I watched that video that was linked on your comment. I thought it was true; we should have discussions and be friendly to each other. We can both agree that this would be Christ’s attitude. However, and I think both the Mormon and the Evangelical were getting at this, that we should build friendships with other, but that doesn’t include accepting each others form of worship as truth. I did not hear the evangelical say, “Mormonism is another denomination, and no different between Baptist and Lutheran.” Nor did I hear the Mormon say, “Evangelicals are correct in their way and are a true church.” (If they did give me the approx. time they said something similar to this). I personally believe that dialogs between religions should be friendly and courteous; I do believe differences should not be smoothed over or even beliefs that one religion is right and the other is not right should not be hidden. I think you and I can still be civil, and not spiteful, all while fully understanding that each one of our faiths excludes the other. I can still be a friend to my Muslim friend, while knowing he thinks I’m going to hell for my beliefs and convictions, as I can be a friend with him all while knowing that unless he believes Jesus is his Savior, he won’t see heaven. This is part of my motivation to remain in contact with those of different faith, and not exclude them, to possibly lead them to Christ, through the friendship. My personal hope is that there are no bitter feelings between us as we jump into material that will seem condescending to each other’s faith. So when I write something, I mean no personal harm, but the truth of the gospel will cause harm.

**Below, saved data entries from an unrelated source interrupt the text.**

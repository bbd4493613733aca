use std::process::Command;

fn main() {
    // Get git commit hash
    let git_hash = Command::new("git")
        .args(["rev-parse", "--short", "HEAD"])
        .output()
        .ok()
        .and_then(|o| String::from_utf8(o.stdout).ok())
        .map(|s| s.trim().to_string())
        .unwrap_or_else(|| "unknown".to_string());

    // Get build timestamp
    let build_time = chrono::Utc::now().format("%Y-%m-%d %H:%M UTC").to_string();

    println!("cargo:rustc-env=GIT_HASH={}", git_hash);
    println!("cargo:rustc-env=BUILD_TIME={}", build_time);

    // Rerun if git HEAD changes
    println!("cargo:rerun-if-changed=../.git/HEAD");
    println!("cargo:rerun-if-changed=../.git/refs/heads/");
}
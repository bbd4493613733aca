use crate::openai::{DEFAULT_MODEL, DEFAULT_TEMPERATURE};
use anyhow::{Context, Result};

/// Application configuration from environment
#[derive(Debug, Clone)]
pub struct Config {
    /// Missing key is a per-submission validation error, not a startup
    /// failure: the interactive process keeps running without it.
    pub openai_api_key: Option<String>,
    pub model: String,
    pub temperature: f32,
}

impl Config {
    /// Load configuration from a .env file and the environment
    pub fn from_env() -> Result<Self> {
        dotenvy::dotenv().ok(); // Not an error if .env is missing

        let openai_api_key = std::env::var("OPENAI_API_KEY")
            .ok()
            .filter(|key| !key.trim().is_empty());

        let model = std::env::var("OPENAI_MODEL").unwrap_or_else(|_| DEFAULT_MODEL.to_string());

        let temperature = std::env::var("OPENAI_TEMPERATURE")
            .unwrap_or_else(|_| DEFAULT_TEMPERATURE.to_string())
            .parse()
            .context("Invalid OPENAI_TEMPERATURE")?;

        Ok(Self {
            openai_api_key,
            model,
            temperature,
        })
    }
}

To the discussion at hand:
“In bearing testimony of Jesus Christ, President Hinckley spoke of those outside the [LDS] Church who say Latter-day Saints ‘do not believe in the traditional Christ. No, I don’t. The traditional Christ of whom they speak is not the Christ of whom I speak.’” (Gordon B. Hinckley quoted in Church News, 20 June 1998, page 7)

“As a Church we have critics, many of them. They say we do not believe in the traditional Christ of Christianity. There is some substance to what they say.” (Gordon B. Hinckley, April 2002 General Conference, quoted in Ensign, May 2002, page 90)

It is evident through my own research, that the Jesus of Mormonism… the God of Mormonism is not the God of Abraham, Isaac, and Jacob. The God of Mormonism is not a Trinitarian God, but three individual gods and beings holding what appears to be an office, or position. This is not the idea of God that the Jews hold, as they hold YHWH to be eternal, to be one, and to be the only living God (as shared by Christians). The Jesus of Mormonism demotes him to a status, of which is different to that of the gospel. From the Mormons I have talked to they have said that essentially Jesus is put below God the Father on the worship scale and is not to be worshiped, just given some devotion because he is the savior. Muslims believe Jesus to be a prophet from God, not to be worshiped but defiantly listened to, and they will take the Bible as a holy book. Like the Mormons, they claim the Bible is translated wrong or has been changed, and claim their book is the pure book of God that is never changing, and is truth.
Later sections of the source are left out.